Dans cet étonnant récit d'anticipation publié en 1844, et recueilli dans les Soirées de l'orchestre (1852), l'histoire de la trahison d'une femme et de la vengeance diabolique qui s'en suit, se combine avec la description d'une cité du futur, où rien n'existe qu'en fonction de la musique.

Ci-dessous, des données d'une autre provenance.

pub mod api;
pub mod config;
pub mod error;
pub mod geo;
pub mod rate_limit;
pub mod redirect;
pub mod store;
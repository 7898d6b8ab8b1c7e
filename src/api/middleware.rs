use axum::{extract::Request, middleware::Next, response::Response};
use std::net::SocketAddr;
use std::time::Instant;
use tracing::info;

use super::client_ip::client_ip;

/// Emit one info event per request: method, path, client, status, elapsed.
pub async fn access_log(request: Request, next: Next) -> Response {
    let start = Instant::now();
    let method = request.method().clone();
    let path = request.uri().path().to_string();
    let client = request
        .extensions()
        .get::<axum::extract::ConnectInfo<SocketAddr>>()
        .map(|info| client_ip(request.headers(), info.0.ip()).to_string())
        .unwrap_or_else(|| "unknown".to_string());

    let response = next.run(request).await;

    info!(
        target: "magpie::access",
        method = %method,
        path = %path,
        client = %client,
        status = response.status().as_u16(),
        elapsed_ms = start.elapsed().as_millis() as u64,
        "request"
    );

    response
}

« Euphonia est probablement la nouvelle qui permet le mieux de voir l’originalité de Berlioz conteur romantique et comment s’opère chez lui la jonction entre langage musical et langage littéraire. C’est justement dans cette nouvelle qui est la plus romantique par le débordement de l’imagination, le refus des limites, l’excès, l’ironie et le tragique, que Berlioz parvient enfin à faire éclater les cloisonnements, les dichotomies musicien-écrivain. Il y écrit, grâce à son art de conteur, cette musique de l’avenir, cette musique-fiction que les conventions, les habitudes des exécutants et du public de son temps ne lui permettent de réaliser complètement que dans le domaine du fantastique. » (Béatrice Didier, « Hector Berlioz et l’art de la nouvelle », Romantisme n°12, 1976)
Table des matières
Notice sur l’auteur - Euphonia ou la ville musicale. Nouvelle de l’avenir - Notes de l’éditeur - Notice sur le texte - Extraits critiques - Bibliographie.
Hector Berlioz
Hector Berlioz (La Côte-Saint-André, Isère, 1803 – Paris, 1869). « Hector Berlioz nous paraît former, avec Victor Hugo et Eugène Delacroix, la trinité de l’art romantique », écrivait Théophile Gautier en 1870. Ce musicien de génie disposait également d’un talent d’écrivain exceptionnel, il a d’ailleurs en grande partie vécu de sa plume. Ses chroniques musicales sont « des chefs-d’œuvre par le style autant que par la pénétration du jugement. À chaque page de son immense correspondance et de ses Mémoires (1870) éclatent cette vigueur d’expression et cette verve qui achèvent le portrait d’un personnage de haute culture et de grand caractère. » (Henry Barraud, 1968). Son œuvre littéraire se compose de critiques musicales et de nouvelles parues dans divers périodiques et recueillies en partie dans trois volumes : Les Soirées de l'orchestre (1852), Les Grotesques de la musique et À travers chants (1862). « On peut en effet voir en lui le romantique par excellence, non seulement par les thèmes de son inspiration mais également par le caractère tumultueux de son existence. – Projetant avec violence son propre “ je ” sur le devant de la scène, “ L’impudique geste autobiographique ” comme le dit joliment Pierre Boulez ; unissant la littérature, voire ses propres textes, à la musique jusqu’à ce que celle-là devienne le motif de celle-ci ; concevant la musique comme une théâtralité ; taisant appel de manière explicite au “ fantastique ” ; privilégiant l’irrationnel et l’imaginaire sur le rationnel et le formel ; remettant en question le matériau sonore lui-même. Hector Berlioz est bien l’exemple même du romantique. » (Brigitte et Jean Massin).
Presse
Cette brève nouvelle, qui fait partie des Soirées de l’orchestre, et fut publiée en 1852 ravira tous ceux qui adorent le Berlioz des Mémoires : elle est toute bizarre, violente, réjouie, improbable, et sait lier, dans un même élan, deux des grandes obsessions de Berlioz, la fidélité à une certaine idée de la musique, et l’impossible fidélité des femmes. Nouvelle fantastique, Euphonia suppose une cité idéale, quoique sous régime militaire, qui ne serait consacrée qu’à la musique. Mais, c’est l’histoire Berlioz-Camille Pleyel, mais c’est la Viardot chantant avec appoggiature puis avec simplicité l’Orfeo, mais ce sont toutes les batailles et les fureurs de Berlioz qui énervent cette petite fable, et qui l’élèvent à la séduction convulsive d’une confidence.